Ionic Bonding Lab Activity
This lab activity will consist of two different approaches to understanding ionic bonding and consist of three parts.
Part 1 will require your knowledge of the periodic table and electron configurations. Part 2 will use a coloring
activity to reinforce the definitions of metals and nonmetals and how electrons are transferred between these
categories of elements to create stable positive and negative ions. Part 3 will be a wrap up section to assess your
understanding of ionic bonds.
This is a collaborative lab activity. This means each lab group (based on the seating chart) will submit one copy to
be graded and all partners will receive the same grade. This is not an exploratory lab, your answers must be
correct, filled with detail and complete to receive full credit on a response.
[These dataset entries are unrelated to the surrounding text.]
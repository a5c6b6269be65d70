//! Application configuration loaded from environment variables.

use std::env;

#[cfg(feature = "postgres")]
use garage_infra::database::DatabaseConfig;
#[cfg(feature = "rate-limit")]
use garage_infra::RateLimitConfig;
use garage_infra::GeminiConfig;

/// Application configuration.
#[derive(Debug, Clone)]
pub struct AppConfig {
    pub host: String,
    pub port: u16,
    #[cfg(feature = "postgres")]
    pub database: Option<DatabaseConfig>,
    #[cfg(feature = "rate-limit")]
    pub rate_limit: RateLimitConfig,
    pub gemini: GeminiConfig,
}

impl AppConfig {
    /// Load configuration from environment variables.
    pub fn from_env() -> Self {
        #[cfg(feature = "postgres")]
        let database = env::var("DATABASE_URL")
            .ok()
            .filter(|url| !url.trim().is_empty())
            .map(|url| DatabaseConfig {
                url,
                max_connections: env_parse("DB_MAX_CONNECTIONS").unwrap_or(20),
                min_connections: env_parse("DB_MIN_CONNECTIONS").unwrap_or(2),
            });

        Self {
            host: env::var("HOST").unwrap_or_else(|_| "127.0.0.1".to_string()),
            port: env_parse("PORT").unwrap_or(8080),
            #[cfg(feature = "postgres")]
            database,
            #[cfg(feature = "rate-limit")]
            rate_limit: RateLimitConfig::from_env(),
            gemini: GeminiConfig::from_env(),
        }
    }
}

fn env_parse<T: std::str::FromStr>(key: &str) -> Option<T> {
    env::var(key).ok().and_then(|s| s.parse().ok())
}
Part 1 – Periodic Table and Electron Configuration
For each of the atoms below:
 Shade the box containing the symbol of each element with a difference colored pencil. This color will be
used in part 2 of the lab activity.
 Indicate the group of family number using the CAS system
 Write the electron configuration of the element (Use the Nobel Gas shortcut where appropriate)
 Circle the valence shell of each electron configuration
 Record the number of valence electrons
 Write the Lewis Dot Structure for each element
Element – Color
coded for part 2
CAS Group
Number
Electron Configuration
Number of
Valence Electrons
Lewis Dot Strucutre
Lithium
Aluminum
Oxygen
Nitrogen
Calcium
Chlorine
Part 2 – Coloring Activity
In this part of the activity, you will show the transfer of electrons from the metal to the nonmetal.
 Write the symbol of the element in the Lewis Dot Model that has the correct number of valence electrons
 Color the entire model, including the electrons – use the color assigned in part 1
 Color a second set of models, use scissors to remove the valence electrons from the metal creating a cation
 Use tape to attach the electrons to the nonmetal creating the anion
Your final answer must show:
 Model of the neutral atoms
 Model of the cation, with the correct charge
 Model of the anion, with the correct charge
 The electrons must be color coded the same color as the element of their origin
 The final compound must show the correct amount of each ion in the a single formula unit
 Write the chemical formula for the compound, under the name of the compound
Example:
Using the example as your guide – each member of the group should devote their energy to completing two
different compounds. When all members have finished, take turns explaining your logic to the group.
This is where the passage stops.